Училась я всегда хорошо, на лету играючи схватывала суть любого предмета и объяснения, так что из- за учебы претензии ко мне предъявлялись изредка. Зато у меня были другие слабые места: вдвойне и втройне всыпала мне бабушка за красночернильные замечания-приговоры в школьном дневнике по поводу слишком живого и непосредственного поведения в школе, хотя, может статься, и вправду шаловливого, а еще за то, что я, по ее мнению, очень плохо ела.
Это здесь в Норвегии учителя учеников по головке гладят и стараются говорить о них только позитивное, а еще с родителями ребенка об их ребенке беседуют строго с глазу на глаз. В советской же школе педагоги как бы соревновались между собой, чтобы как можно красочнее описать всякие шалости, упущения и недостатки своих подопечных перед полным собранием родителей, чтобы у тех уши от стыда за чадушко горели. А в дополнение ежедневно информировали обо всех отклонениях в дисциплине и оценках через школьные дневники, которые бедный ученик каждую неделю обязан был давать на подпись своим родителям.

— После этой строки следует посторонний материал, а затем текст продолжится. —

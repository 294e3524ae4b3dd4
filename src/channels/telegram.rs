//! Telegram channel: Bot API client for the photo relay.
//!
//! Inbound updates arrive either through the webhook route
//! ([`super::webhook`]) or by long-polling `getUpdates`; both go through
//! [`TelegramChannel::parse_update`]. Outbound replies use `sendMessage`
//! and `sendPhoto`, photos are fetched with `getFile`.

use std::time::Duration;

use async_trait::async_trait;
use reqwest::multipart::{Form, Part};
use secrecy::{ExposeSecret, SecretString};
use serde::Deserialize;

use crate::channels::{EventStream, Messenger, OutgoingPhoto};
use crate::dispatch::event::{InboundEvent, PhotoRef};
use crate::error::ChannelError;

/// Maximum message length for Telegram's sendMessage API.
const TELEGRAM_MAX_MESSAGE_LENGTH: usize = 4096;

const DEFAULT_API_BASE: &str = "https://api.telegram.org";

/// Long-poll timeout passed to getUpdates, in seconds.
const POLL_TIMEOUT_SECS: u64 = 30;

// ── Bot API update types ────────────────────────────────────────────

/// One update as delivered by webhook or getUpdates.
#[derive(Debug, Clone, Deserialize)]
pub struct Update {
    pub update_id: i64,
    #[serde(default)]
    pub message: Option<Message>,
}

#[derive(Debug, Clone, Deserialize)]
pub struct Message {
    pub message_id: i64,
    #[serde(default)]
    pub from: Option<User>,
    pub chat: Chat,
    #[serde(default)]
    pub text: Option<String>,
    #[serde(default)]
    pub photo: Option<Vec<PhotoSize>>,
    #[serde(default)]
    pub caption: Option<String>,
    #[serde(default)]
    pub media_group_id: Option<String>,
}

#[derive(Debug, Clone, Deserialize)]
pub struct User {
    pub id: i64,
    #[serde(default)]
    pub username: Option<String>,
}

#[derive(Debug, Clone, Deserialize)]
pub struct Chat {
    pub id: i64,
}

#[derive(Debug, Clone, Deserialize)]
pub struct PhotoSize {
    pub file_id: String,
    #[serde(default)]
    pub width: u32,
    #[serde(default)]
    pub height: u32,
}

#[derive(Debug, Deserialize)]
struct ApiResponse<T> {
    ok: bool,
    #[serde(default)]
    result: Option<T>,
    #[serde(default)]
    description: Option<String>,
}

#[derive(Debug, Default, Deserialize)]
struct FileInfo {
    #[serde(default)]
    file_path: Option<String>,
}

Лет пять назад совсем случайно я наткнулась на те свои старые дневники и с неприязнью их пролистала: «визжала на перемене», «в столовой вылила в умывальник яблочный компот и выбросила картофельное пюре» – гласили красные надписи на первой странице дневника семилетней девочки, да и на остальных страницах были подобные. Стало уже интересно, где, по мнению учительниц, должен был визжать сорок пять минут неподвижно отсидевший урок маленький ребенок? Или дети вообще не должны ни визжать, ни двигаться?
А уж еду школьного приготовления я в принципе не переваривала, хотя, как я теперь это понимаю, явно испытывающая разнообразные комплексы по поводу еды бабушка строго-настрого велела мне съедать все и не копаться в моих капризных «люблю – не люблю», «вкусно – не вкусно». «Вот во время войны люди умоляли хоть о корочке хлеба, хоть о маленькой картофелине. Тебе должно быть стыдно за себя перед ними», – не уставала она напоминать мне. Кстати сказать, сама Таисия Андриановна умела отменно, разнообразно и вкусно готовить, а по ее словам выходило, что «не красна изба углами, а красна пирогами», поэтому я поесть любила и мне самой казалось, что я кушаю хорошо.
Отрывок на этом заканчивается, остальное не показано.